I am swimming, biking, climbing on an elliptical trainer, and using equipment not available to me in Oakdale. But quite frankly, I don’t feel the results as much as I did during my prison experience. There, I worked out six days a week, at the exact same time each day. The equipment was limited, so I had to creatively adapt. Jumping rope with an electrical cord, and pull-ups on doorways. The rap music blared, and the four-letter words spewed out from the young African-American inmates surrounding me at the work-out platform each day. Quite frankly, it was invigorating. I stretched a little more and pushed myself a little farther. It’s harder now. I can see why those who can afford it get a personal trainer to push and motivate them.

I search each day now for private time to write and read. That was never a problem at Oakdale. I had little else to do. It’s is a different story now.

I have been working on some potential business opportunities overseas. With the time difference, the office phone starts ringing in the early morning hours and I often stay busy until late in the evening. But I am not surrounded by a staff to get someone on the phone, arrange luncheon meetings,etc. There never seems to be enough time now. What a change.
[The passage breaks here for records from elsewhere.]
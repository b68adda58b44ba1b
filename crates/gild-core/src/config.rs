//! Project Configuration - themes, build sets and the path table
//!
//! Loaded once at startup from `gild.json` (optional). Without it the layout
//! is derived from `package.json`'s `name`: `web/app/themes/{name}`.

use serde::Deserialize;
use std::collections::BTreeMap;
use std::path::{Path, PathBuf};

use crate::error::ConfigError;

/// Default config file name, looked up in the project root
pub const CONFIG_FILE: &str = "gild.json";

/// Paths used by one theme
#[derive(Debug, Clone, PartialEq, Eq, Deserialize)]
pub struct ThemePaths {
    pub styles: PathBuf,
    pub scripts: PathBuf,
    pub plugins: PathBuf,
    pub build: PathBuf,
    /// Vendor manifest file
    pub vendor: PathBuf,
}

impl ThemePaths {
    /// Conventional layout below a theme directory
    pub fn under(theme_dir: &Path) -> Self {
        Self {
            styles: theme_dir.join("styles"),
            scripts: theme_dir.join("scripts"),
            plugins: theme_dir.join("functions").join("plugins"),
            build: theme_dir.join("_"),
            vendor: theme_dir.join("vendor.json"),
        }
    }

    fn resolve(&self, root: &Path) -> Self {
        Self {
            styles: root.join(&self.styles),
            scripts: root.join(&self.scripts),
            plugins: root.join(&self.plugins),
            build: root.join(&self.build),
            vendor: root.join(&self.vendor),
        }
    }
}

/// External commands for the CSS prefixer and the JS minifier
#[derive(Debug, Clone, PartialEq, Eq, Deserialize)]
pub struct ToolchainConfig {
    /// Reads CSS on stdin, writes prefixed CSS on stdout. Unset means pass-through.
    #[serde(default)]
    pub prefixer: Option<Vec<String>>,
    /// Reads JS on stdin, writes minified JS on stdout
    #[serde(default = "default_minifier")]
    pub minifier: Vec<String>,
}

impl Default for ToolchainConfig {
    fn default() -> Self {
        Self {
            prefixer: None,
            minifier: default_minifier(),
        }
    }
}

fn default_minifier() -> Vec<String> {
    ["esbuild", "--minify", "--legal-comments=inline", "--loader=js"]
        .into_iter()
        .map(String::from)
        .collect()
}

fn default_themes() -> Vec<String> {
    vec!["parent".to_string()]
}

fn default_build_sets() -> Vec<String> {
    ["main", "login", "admin"].into_iter().map(String::from).collect()
}

fn default_plugin_kinds() -> Vec<String> {
    ["main", "admin", "editor"].into_iter().map(String::from).collect()
}

fn default_node_modules() -> PathBuf {
    PathBuf::from("node_modules")
}

/// On-disk shape of `gild.json`
#[derive(Debug, Deserialize)]
struct ConfigFile {
    #[serde(default = "default_themes")]
    themes: Vec<String>,
    #[serde(default = "default_build_sets")]
    build_sets: Vec<String>,
    #[serde(default = "default_plugin_kinds")]
    plugin_kinds: Vec<String>,
    #[serde(default = "default_node_modules")]
    node_modules: PathBuf,
    #[serde(default)]
    paths: BTreeMap<String, ThemePaths>,
    #[serde(default)]
    toolchain: ToolchainConfig,
}

impl Default for ConfigFile {
    fn default() -> Self {
        Self {
            themes: default_themes(),
            build_sets: default_build_sets(),
            plugin_kinds: default_plugin_kinds(),
            node_modules: default_node_modules(),
            paths: BTreeMap::new(),
            toolchain: ToolchainConfig::default(),
        }
    }
}

/// package.json structure (minimal)
#[derive(Debug, Deserialize)]
struct PackageJson {
    name: Option<String>,
}

/// One theme with its resolved (absolute) paths
#[derive(Debug, Clone, PartialEq, Eq)]
pub struct Theme {
    pub name: String,
    pub paths: ThemePaths,
}

/// Immutable project configuration threaded through graph construction
#[derive(Debug, Clone)]
pub struct Config {
    pub root: PathBuf,
    pub themes: Vec<Theme>,
    pub build_sets: Vec<String>,
    pub plugin_kinds: Vec<String>,
    pub node_modules: PathBuf,
    pub toolchain: ToolchainConfig,
    /// Production build: minify scripts
    pub production: bool,
}

impl Config {
    /// Load the configuration for the project at `root`.
    ///
    /// `explicit` points at a config file that must exist; otherwise
    /// `{root}/gild.json` is used when present.
    pub fn load(
        root: impl AsRef<Path>,
        explicit: Option<&Path>,
        production: bool,
    ) -> Result<Self, ConfigError> {
        let root = root.as_ref().to_path_buf();

        let file = match explicit {
            Some(path) => Some(read_config(&root.join(path))?),
            None => {
                let path = root.join(CONFIG_FILE);
                if path.exists() {
                    Some(read_config(&path)?)
                } else {
                    None
                }
            }
        };

        let file = match file {
            Some(file) => file,
            None => {
                tracing::debug!("No {} found, using defaults", CONFIG_FILE);
                ConfigFile::default()
            }
        };

        Self::from_file(root, file, production)
    }

    fn from_file(root: PathBuf, file: ConfigFile, production: bool) -> Result<Self, ConfigError> {
        if file.themes.is_empty() {
            return Err(ConfigError::Empty("themes"));
        }
        if file.build_sets.is_empty() {
            return Err(ConfigError::Empty("build sets"));
        }

        for name in &file.themes {
            check_name("theme", name)?;
            check_reserved("theme", name, &RESERVED_THEMES)?;
        }
        for name in &file.build_sets {
            check_name("build set", name)?;
            check_reserved("build set", name, &RESERVED_BUILD_SETS)?;
        }
        for name in &file.plugin_kinds {
            check_name("plugin kind", name)?;
        }

        let mut paths = file.paths;
        if paths.is_empty() && file.themes.len() == 1 {
            let package = package_name(&root)?;
            let theme_dir = Path::new("web").join("app").join("themes").join(package);
            paths.insert(file.themes[0].clone(), ThemePaths::under(&theme_dir));
        }

        let themes = file
            .themes
            .iter()
            .map(|name| {
                paths
                    .get(name)
                    .map(|p| Theme {
                        name: name.clone(),
                        paths: p.resolve(&root),
                    })
                    .ok_or_else(|| ConfigError::MissingPaths(name.clone()))
            })
            .collect::<Result<Vec<_>, _>>()?;

        Ok(Self {
            node_modules: root.join(file.node_modules),
            root,
            themes,
            build_sets: file.build_sets,
            plugin_kinds: file.plugin_kinds,
            toolchain: file.toolchain,
            production,
        })
    }
}

fn read_config(path: &Path) -> Result<ConfigFile, ConfigError> {
    let content = std::fs::read_to_string(path).map_err(|source| ConfigError::Read {
        path: path.to_path_buf(),
        source,
    })?;

    serde_json::from_str(&content).map_err(|source| ConfigError::Parse {
        path: path.to_path_buf(),
        source,
    })
}

fn package_name(root: &Path) -> Result<String, ConfigError> {
    let path = root.join("package.json");
    let content = std::fs::read_to_string(&path).map_err(|source| ConfigError::Read {
        path: path.clone(),
        source,
    })?;
    let pkg: PackageJson =
        serde_json::from_str(&content).map_err(|source| ConfigError::Parse { path, source })?;

    pkg.name
        .filter(|n| !n.trim().is_empty())
        .ok_or(ConfigError::MissingPackageName)
}

/// Names end up inside dotted task names, so keep them unambiguous
fn check_name(what: &'static str, name: &str) -> Result<(), ConfigError> {
    let bad = name.is_empty()
        || name
            .chars()
            .any(|c| c == '.' || c == '[' || c == ']' || c.is_whitespace());

    if bad {
        return Err(ConfigError::InvalidName {
            what,
            name: name.to_string(),
        });
    }
    Ok(())
}

/// Theme names that would read as a root or asset kind task
const RESERVED_THEMES: [&str; 6] = ["default", "clean", "watch", "styles", "scripts", "vendor"];

/// `<theme>.styles.plugins` is the plugin stylesheet aggregate
const RESERVED_BUILD_SETS: [&str; 1] = ["plugins"];

fn check_reserved(what: &'static str, name: &str, reserved: &[&str]) -> Result<(), ConfigError> {
    if reserved.contains(&name) {
        return Err(ConfigError::InvalidName {
            what,
            name: name.to_string(),
        });
    }
    Ok(())
}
One other lesson I learned from my 6-month “sabbatical” is not to get into a lethargic rut of maturity. I was surrounded there almost entirely by young people, mostly in their 20’s who thrived on high-energy living and intense enthusiasm in what they enjoyed. Perhaps, as we get older, we often fall into a “comfortable routine”, that, quite frankly, can make us a bit dull. For whatever value it brings me, I am trying to weigh my options and prioritize my interests at 63. There’s a lot of living I have ahead of me, and like many of you, I want to make the best of it. And the experience at Oakdale has taught me that life can be broader and more enjoyable if it’s accompanied by a certain degree of gusto and enthusiasm. The accomplishments and broad reach of my children should have taught this to me this already. Perhaps its time for some re-learning. Or at least, to put more spring in my step. Hopefully, the years ahead will be a little more enjoyable this way.


Louisiana is just a few weeks from a statewide gubernatorial election. This will be the first time since 1971 that I will not be on the ballot. It has been interesting to be on the sidelines and I may be able to be a little bit more vocal about state and local issues. That’s the prerogative of most of us who are private citizens. We can make eloquent, well-reasoned and emotional arguments about how we feel. Few will listen, but at least we are not constrained like those in public life who have to make broad appeals.

Louisiana voters have a number of good choices for Governor this year. Probably the best field since 1987, when there was a solid field of creditable candidates with a number of well thought out ideas. That group included Governor Buddy Roemer, Congressman Billy Tauzin, Future House Speaker Bob Livingston, Governor Edwards, and yours truly.

A suggestion to the two candidates who make the run-off. Voters, of course, want specifics about today’s problems in our state. And there are many. But the next governor will hopefully spend quality time in office developing a scenario for Louisiana’s priorities that are twenty years away. The benchmarks we want to reach, not just in the coming four years, but through the first quarter of this new century. The “vision thing” that George Bush, Sr. was criticized for talking about fifteen years ago.

Having been in public life for over thirty years, I realize there are great pressures on someone in public office to deal with “the here and now”. What can you accomplish in four years before the next election? And there are the daily crises that always face those in public office. The complaint is often heard that one cannot sit back and develop long-range policy because of one brush fire after the other springing up. It often seems necessary to circle the wagon train and fight daily battles, putting future goals aside. But you know what? A really effective chief executive needs to sometimes let a few of those brush fires burn. Time needs to be set aside to develop a “think tank” of trusted advisors, read a number of challenging books available on past and current public policy, clear one's head and think about the quality of life our state should hope to achieve in the years to come.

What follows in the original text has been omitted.